**Work to be completed**.
Repeat every entry below exactly.

Collected data
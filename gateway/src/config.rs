//! Gateway configuration
//!
//! Plain configuration records with defaults. Loading these from YAML or
//! the environment is the caller's concern; the gateway only consumes the
//! resolved values.

use std::time::Duration;

/// Top-level gateway configuration
#[derive(Debug, Clone)]
pub struct Config {
    /// Bind host for the gRPC listener
    pub host: String,
    /// Bind port for the gRPC listener
    pub port: u16,
    /// Port for the Prometheus metrics endpoint
    pub metrics_port: u16,
    /// Kafka producer settings
    pub kafka: KafkaConfig,
    /// gRPC keepalive settings
    pub keepalive: KeepaliveConfig,
}

impl Default for Config {
    fn default() -> Self {
        Self {
            host: "0.0.0.0".to_string(),
            port: 5000,
            metrics_port: 9091,
            kafka: KafkaConfig::default(),
            keepalive: KeepaliveConfig::default(),
        }
    }
}

/// Kafka producer configuration
#[derive(Debug, Clone)]
pub struct KafkaConfig {
    /// Comma-separated broker list
    pub brokers: String,
    /// Client id reported to the brokers
    pub client_id: String,
    /// Prefix prepended to every logical event topic
    pub topic_prefix: String,
    /// Events whose encoded size reaches this bound are rejected before
    /// the producer is called
    pub max_message_bytes: usize,
    /// How long a produce may wait for broker acknowledgement
    pub message_timeout: Duration,
    /// Producer acknowledgement policy ("1" = leader only)
    pub acks: String,
}

impl Default for KafkaConfig {
    fn default() -> Self {
        Self {
            brokers: "localhost:9092".to_string(),
            client_id: "virta".to_string(),
            topic_prefix: "sv-uploads-".to_string(),
            max_message_bytes: 1_000_000,
            message_timeout: Duration::from_millis(250),
            acks: "1".to_string(),
        }
    }
}

/// gRPC server keepalive configuration
#[derive(Debug, Clone)]
pub struct KeepaliveConfig {
    /// Close connections idle longer than this
    pub max_connection_idle: Duration,
    /// Close connections older than this
    pub max_connection_age: Duration,
    /// Grace period for in-flight RPCs when an aged connection closes
    pub max_connection_age_grace: Duration,
    /// HTTP/2 keepalive ping interval
    pub time: Duration,
    /// HTTP/2 keepalive ping timeout
    pub timeout: Duration,
}

impl Default for KeepaliveConfig {
    fn default() -> Self {
        Self {
            max_connection_idle: Duration::from_secs(20),
            max_connection_age: Duration::from_secs(20),
            max_connection_age_grace: Duration::from_secs(5),
            time: Duration::from_secs(10),
            timeout: Duration::from_millis(500),
        }
    }
}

**The answer**.
filename gateway/src/config.rs
//! Gateway configuration
//!
//! Plain configuration records with defaults. Loading these from YAML or
//! the environment is the caller's concern; the gateway only consumes the
//! resolved values.

use std::time::Duration;

/// Top-level gateway configuration
#[derive(Debug, Clone)]
pub struct Config {
    /// Bind host for the gRPC listener
    pub host: String,
    /// Bind port for the gRPC listener
    pub port: u16,
    /// Port for the Prometheus metrics endpoint
    pub metrics_port: u16,
    /// Kafka producer settings
    pub kafka: KafkaConfig,
    /// gRPC keepalive settings
    pub keepalive: KeepaliveConfig,
}

impl Default for Config {
    fn default() -> Self {
        Self {
            host: "0.0.0.0".to_string(),
            port: 5000,
            metrics_port: 9091,
            kafka: KafkaConfig::default(),
            keepalive: KeepaliveConfig::default(),
        }
    }
}

/// Kafka producer configuration
#[derive(Debug, Clone)]
pub struct KafkaConfig {
    /// Comma-separated broker list
    pub brokers: String,
    /// Client id reported to the brokers
    pub client_id: String,
    /// Prefix prepended to every logical event topic
    pub topic_prefix: String,
    /// Events whose encoded size reaches this bound are rejected before
    /// the producer is called
    pub max_message_bytes: usize,
    /// How long a produce may wait for broker acknowledgement
    pub message_timeout: Duration,
    /// Producer acknowledgement policy ("1" = leader only)
    pub acks: String,
}

impl Default for KafkaConfig {
    fn default() -> Self {
        Self {
            brokers: "localhost:9092".to_string(),
            client_id: "virta".to_string(),
            topic_prefix: "sv-uploads-".to_string(),
            max_message_bytes: 1_000_000,
            message_timeout: Duration::from_millis(250),
            acks: "1".to_string(),
        }
    }
}

/// gRPC server keepalive configuration
#[derive(Debug, Clone)]
pub struct KeepaliveConfig {
    /// Close connections idle longer than this
    pub max_connection_idle: Duration,
    /// Close connections older than this
    pub max_connection_age: Duration,
    /// Grace period for in-flight RPCs when an aged connection closes
    pub max_connection_age_grace: Duration,
    /// HTTP/2 keepalive ping interval
    pub time: Duration,
    /// HTTP/2 keepalive ping timeout
    pub timeout: Duration,
}

impl Default for KeepaliveConfig {
    fn default() -> Self {
        Self {
            max_connection_idle: Duration::from_secs(20),
            max_connection_age: Duration::from_secs(20),
            max_connection_age_grace: Duration::from_secs(5),
            time: Duration::from_secs(10),
            timeout: Duration::from_millis(500),
        }
    }
}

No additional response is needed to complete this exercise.